**The problem:** Your answer should be one number: the count of lines in the data below that include "sequenced".

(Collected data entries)
◇ ◇ ◇ ◇ ◇
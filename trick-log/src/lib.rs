//! # trick-log
//!
//! The durable, queryable record of every sequenced action, plus the
//! per-session sequence counter.
//!
//! Two backends implement [`ActionLog`]:
//! - [`SqliteActionLog`]: sqlx over SQLite in WAL mode
//! - [`MemoryActionLog`]: in-process, with fault injection for tests
//!
//! The log stores [`WireAction`] records as received. Decoding into typed
//! actions happens in the session, at the same boundary as live delivery.

#![warn(missing_docs)]
#![warn(clippy::all)]

mod error;
mod memory;
mod sqlite;

pub use error::LogError;
pub use memory::MemoryActionLog;
pub use sqlite::SqliteActionLog;

use async_trait::async_trait;
use trick_types::{Sequence, SessionId, WireAction};

/// Default number of rows removed per `delete_all` batch.
pub const DEFAULT_DELETE_BATCH: u32 = 500;

/// Records returned by [`ActionLog::range`], in no particular order.
///
/// A stored row that cannot be read back is reported in `corrupt` and the
/// rest of the range is still returned.
#[derive(Debug, Clone, Default, PartialEq, Eq)]
pub struct RangeBatch {
    /// Readable records.
    pub records: Vec<WireAction>,
    /// Rows skipped as unreadable.
    pub corrupt: Vec<CorruptRow>,
}

impl RangeBatch {
    /// Rows in the range, readable or not.
    pub fn len(&self) -> usize {
        self.records.len() + self.corrupt.len()
    }

    /// Whether the range held no rows at all.
    pub fn is_empty(&self) -> bool {
        self.records.is_empty() && self.corrupt.is_empty()
    }
}

impl From<Vec<WireAction>> for RangeBatch {
    fn from(records: Vec<WireAction>) -> Self {
        Self {
            records,
            corrupt: Vec::new(),
        }
    }
}

/// A stored row that could not be turned back into a [`WireAction`].
#[derive(Debug, Clone, PartialEq, Eq)]
pub struct CorruptRow {
    /// Sequence of the row, if it is a valid one.
    pub sequence: Option<Sequence>,
    /// What was wrong with it.
    pub reason: String,
}

/// Durable store of past actions.
///
/// `range` gives no ordering guarantee; callers sort.
#[async_trait]
pub trait ActionLog: Send + Sync {
    /// Store one sequenced action.
    ///
    /// Appending the same record twice is a no-op. Appending a different
    /// record under a taken sequence fails with [`LogError::SequenceTaken`].
    async fn append(&self, session: SessionId, action: &WireAction) -> Result<(), LogError>;

    /// Actions with `from <= sequence <= to`, or `from <= sequence` when `to`
    /// is `None`.
    ///
    /// Fails only when the fetch itself fails; unreadable rows are reported
    /// in [`RangeBatch::corrupt`].
    async fn range(
        &self,
        session: SessionId,
        from: Sequence,
        to: Option<Sequence>,
    ) -> Result<RangeBatch, LogError>;

    /// Atomically allocate the next sequence for the session, starting at 1.
    ///
    /// Fails with [`LogError::Conflict`] when the transaction lost a race.
    async fn allocate_next_sequence(&self, session: SessionId) -> Result<Sequence, LogError>;

    /// Reset the counter so the next allocation returns 1.
    async fn reset_sequence(&self, session: SessionId) -> Result<(), LogError>;

    /// Delete every action of the session, `batch_size` rows at a time.
    ///
    /// Returns the number of actions deleted.
    async fn delete_all(&self, session: SessionId, batch_size: u32) -> Result<u64, LogError>;
}
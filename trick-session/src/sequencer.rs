//! Per-session sequence allocation.
//!
//! The counter itself lives in the action log, whose transaction makes each
//! allocation atomic across processes. The sequencer adds bounded retries
//! for lost races.

use std::sync::Arc;
use std::time::Duration;

use tracing::{debug, warn};
use trick_log::ActionLog;
use trick_types::{Sequence, SessionId};

use crate::config::SequencerConfig;
use crate::error::AllocationError;

/// Allocates sequences for sessions stored in one action log.
#[derive(Clone)]
pub struct Sequencer {
    log: Arc<dyn ActionLog>,
    max_retries: u32,
    backoff: Duration,
}

impl std::fmt::Debug for Sequencer {
    fn fmt(&self, f: &mut std::fmt::Formatter<'_>) -> std::fmt::Result {
        f.debug_struct("Sequencer")
            .field("max_retries", &self.max_retries)
            .field("backoff", &self.backoff)
            .finish_non_exhaustive()
    }
}

impl Sequencer {
    /// Create a sequencer over the given log.
    pub fn new(log: Arc<dyn ActionLog>, config: &SequencerConfig) -> Self {
        Self {
            log,
            max_retries: config.max_retries,
            backoff: config.backoff(),
        }
    }

    /// Allocate the next sequence for the session.
    ///
    /// Conflicts are retried up to `max_retries` times with a linearly
    /// growing backoff. Any other log failure is returned at once.
    ///
    /// # Errors
    ///
    /// [`AllocationError::Conflict`] when every attempt conflicted,
    /// [`AllocationError::Infrastructure`] otherwise.
    pub async fn allocate(&self, session: SessionId) -> Result<Sequence, AllocationError> {
        let mut attempt = 0u32;
        loop {
            match self.log.allocate_next_sequence(session).await {
                Ok(sequence) => return Ok(sequence),
                Err(err) if err.is_conflict() => {
                    if attempt >= self.max_retries {
                        warn!(%session, attempts = attempt + 1, "sequence allocation gave up");
                        return Err(AllocationError::Conflict {
                            session,
                            attempts: attempt + 1,
                        });
                    }
                    attempt += 1;
                    debug!(%session, attempt, "sequence allocation conflicted, retrying");
                    tokio::time::sleep(self.backoff * attempt).await;
                }
                Err(err) => return Err(AllocationError::Infrastructure(err)),
            }
        }
    }

    /// Reset the session counter so the next allocation returns 1.
    ///
    /// # Errors
    ///
    /// Returns the log failure as [`AllocationError::Infrastructure`].
    pub async fn reset(&self, session: SessionId) -> Result<(), AllocationError> {
        self.log
            .reset_sequence(session)
            .await
            .map_err(AllocationError::Infrastructure)
    }
}
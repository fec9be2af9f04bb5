//! # trickline
//!
//! CLI tool for running and inspecting Trickline game sessions.
//!
//! ## Commands
//!
//! - `simulate`: Play a full game between in-process peers
//! - `replay`: Rebuild a session's state from the action log
//! - `reset`: Delete a session's actions and reset its counter
//!
//! ## Example
//!
//! ```bash
//! # Four bots, two rounds, reproducible deal
//! trickline simulate --players 4 --rounds 2 --seed 7 --db ./game.db
//!
//! # Rebuild the state of the simulated session from the log
//! trickline replay --session 6f1c... --db ./game.db
//!
//! # Start over
//! trickline reset --session 6f1c... --db ./game.db
//! ```

use anyhow::{Context, Result};
use clap::{Parser, Subcommand, ValueEnum};
use std::path::PathBuf;
use std::sync::Arc;
use tracing_subscriber::EnvFilter;
use trick_log::SqliteActionLog;
use trick_session::SessionConfig;
use trick_types::{SessionId, TrumpMode};

mod commands;

use commands::{replay, reset, simulate};

/// CLI tool for running and inspecting Trickline game sessions.
#[derive(Parser, Debug)]
#[command(name = "trickline")]
#[command(version, about, long_about = None)]
struct Cli {
    /// Session configuration file (TOML)
    #[arg(long, global = true)]
    config: Option<PathBuf>,

    /// SQLite action log, overrides the configured database
    #[arg(long, global = true)]
    db: Option<PathBuf>,

    #[command(subcommand)]
    command: Commands,
}

#[derive(Subcommand, Debug)]
enum Commands {
    /// Play a full game between in-process peers
    Simulate {
        /// Number of seats
        #[arg(long, default_value = "3", value_parser = clap::value_parser!(u8).range(2..=6))]
        players: u8,

        /// Rounds to play
        #[arg(long, default_value = "1", value_parser = clap::value_parser!(u8).range(1..))]
        rounds: u8,

        /// Seed for shuffling the decks
        #[arg(long, default_value = "0")]
        seed: u64,

        /// How trump is picked
        #[arg(long, value_enum, default_value = "declared")]
        trump: TrumpArg,

        /// Print the outcome as JSON
        #[arg(long)]
        json: bool,
    },

    /// Rebuild a session's state from the action log
    Replay {
        /// Session id
        #[arg(long)]
        session: SessionId,

        /// Print the rebuilt state as JSON
        #[arg(long)]
        json: bool,
    },

    /// Delete a session's actions and reset its sequence counter
    Reset {
        /// Session id
        #[arg(long)]
        session: SessionId,
    },
}

/// Trump rule for simulated games.
#[derive(Debug, Clone, Copy, ValueEnum)]
enum TrumpArg {
    /// The declarer names trump after betting
    Declared,
    /// The first undealt card sets trump
    TurnUp,
}

impl From<TrumpArg> for TrumpMode {
    fn from(arg: TrumpArg) -> Self {
        match arg {
            TrumpArg::Declared => TrumpMode::Declared,
            TrumpArg::TurnUp => TrumpMode::TurnUp,
        }
    }
}

#[tokio::main]
async fn main() -> Result<()> {
    tracing_subscriber::fmt()
        .with_env_filter(
            EnvFilter::try_from_default_env().unwrap_or_else(|_| EnvFilter::new("info")),
        )
        .with_writer(std::io::stderr)
        .init();

    let cli = Cli::parse();

    let mut config = match &cli.config {
        Some(path) => SessionConfig::from_file(path)?,
        None => {
            let mut config = SessionConfig::default();
            config.log.database = default_data_dir()?.join("trickline.db");
            config
        }
    };
    if let Some(db) = cli.db {
        config.log.database = db;
    }
    let log = open_log(&config).await?;

    match cli.command {
        Commands::Simulate {
            players,
            rounds,
            seed,
            trump,
            json,
        } => {
            let options = simulate::Options {
                players: players as usize,
                rounds,
                seed,
                mode: trump.into(),
                json,
            };
            simulate::run(log, config, options).await?;
        }
        Commands::Replay { session, json } => {
            replay::run(log, config, session, json).await?;
        }
        Commands::Reset { session } => {
            reset::run(log, config, session).await?;
        }
    }

    Ok(())
}

/// Open the SQLite log, creating its directory if needed.
async fn open_log(config: &SessionConfig) -> Result<Arc<SqliteActionLog>> {
    let path = &config.log.database;
    if let Some(parent) = path.parent().filter(|p| !p.as_os_str().is_empty()) {
        tokio::fs::create_dir_all(parent)
            .await
            .with_context(|| format!("Failed to create {}", parent.display()))?;
    }
    let log = SqliteActionLog::new(path, config.log.max_connections)
        .await
        .with_context(|| format!("Failed to open action log {}", path.display()))?;
    Ok(Arc::new(log))
}

/// Get the default data directory for trickline.
fn default_data_dir() -> Result<PathBuf> {
    let dirs = directories::ProjectDirs::from("io", "ydun", "trickline")
        .context("Could not determine home directory")?;
    Ok(dirs.data_dir().to_path_buf())
}
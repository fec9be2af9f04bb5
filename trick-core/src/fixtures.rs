//! Scripted games for tests.
//!
//! Available to other crates behind the `test-util` feature.

use trick_types::{
    Action, ActionBody, Card, ChoseBet, Dealer, GameState, PlayCard, PlayOrder, PlayerId, Rank,
    SendDeck, Sequence, StartNewGame, Suit, TrumpMode,
};

use crate::bot::next_move;
use crate::router::Router;

/// Timestamp of sequence 1 in scripted games.
pub const SCRIPT_EPOCH: u64 = 1_700_000_000;

/// The first `n` seats.
pub fn seats(n: usize) -> Vec<PlayerId> {
    PlayerId::all().take(n).collect()
}

/// A full deck in a fixed, well-mixed order.
pub fn fixed_deck() -> Vec<Card> {
    let mut deck = Card::full_deck();
    deck.sort_by_key(|c| ((c.rank as usize) * 17 + (c.suit as usize) * 5) % 52);
    deck
}

/// Builds a sequenced action list, routing each action as it is added so
/// the autoplay policy always sees the current state.
#[derive(Debug, Default)]
pub struct Script {
    router: Router,
    actions: Vec<Action>,
}

impl Script {
    /// An empty script.
    pub fn new() -> Self {
        Self::default()
    }

    /// Append an action with the next sequence.
    pub fn push(&mut self, player: PlayerId, body: ActionBody) -> &Action {
        let sequence = Sequence::new(self.actions.len() as u64 + 1);
        let action = Action::new(player, body, SCRIPT_EPOCH + sequence.value(), sequence);
        self.router.route(action.clone());
        self.actions.push(action);
        &self.actions[self.actions.len() - 1]
    }

    /// Append autoplay moves until nobody is expected to act.
    pub fn autoplay(&mut self) {
        while let Some((player, body)) = next_move(self.router.state()) {
            self.push(player, body);
        }
    }

    /// State after every scripted action.
    pub fn state(&self) -> &GameState {
        self.router.state()
    }

    /// The scripted actions, in sequence order.
    pub fn into_actions(self) -> Vec<Action> {
        self.actions
    }
}

/// Start a game, seat `players`, deal from [`fixed_deck`] with the first
/// seat as dealer.
pub fn deal(script: &mut Script, players: usize, rounds: u8, mode: TrumpMode) {
    let order = seats(players);
    let host = order[0];
    script.push(
        host,
        ActionBody::StartNewGame(StartNewGame {
            rounds,
            trump_mode: mode,
        }),
    );
    script.push(host, ActionBody::PlayOrder(PlayOrder { order }));
    script.push(host, ActionBody::Dealer(Dealer { dealer: host }));
    script.push(
        host,
        ActionBody::SendDeck(SendDeck {
            deck: fixed_deck(),
            hand_size: 4,
        }),
    );
}

/// A complete one-round game for `players` seats.
pub fn scripted_round(players: usize, mode: TrumpMode) -> Vec<Action> {
    let mut script = Script::new();
    deal(&mut script, players, 1, mode);
    script.autoplay();
    script.into_actions()
}

/// Three seats in turn-up mode where sequence 7 is a `playCard` allocated
/// before the final bet at sequence 8.
///
/// Dealer is the first seat, so the second seat bets first and leads.
pub fn turn_up_betting_script() -> Vec<Action> {
    let order = seats(3);
    let (dealer, lead, middle) = (order[0], order[1], order[2]);
    let mut script = Script::new();
    script.push(
        dealer,
        ActionBody::StartNewGame(StartNewGame {
            rounds: 1,
            trump_mode: TrumpMode::TurnUp,
        }),
    );
    script.push(dealer, ActionBody::PlayOrder(PlayOrder { order }));
    script.push(dealer, ActionBody::Dealer(Dealer { dealer }));
    script.push(
        dealer,
        ActionBody::SendDeck(SendDeck {
            deck: Card::full_deck(),
            hand_size: 3,
        }),
    );
    script.push(lead, ActionBody::ChoseBet(ChoseBet { bet: 1 }));
    script.push(middle, ActionBody::ChoseBet(ChoseBet { bet: 1 }));
    // The unshuffled deck deals the two of clubs to the lead.
    script.push(
        lead,
        ActionBody::PlayCard(PlayCard {
            card: Card::new(Rank::Two, Suit::Clubs),
        }),
    );
    script.push(dealer, ActionBody::ChoseBet(ChoseBet { bet: 0 }));
    script.into_actions()
}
◇ ◇ ◇ ◇ ◇
**Your solution:** 3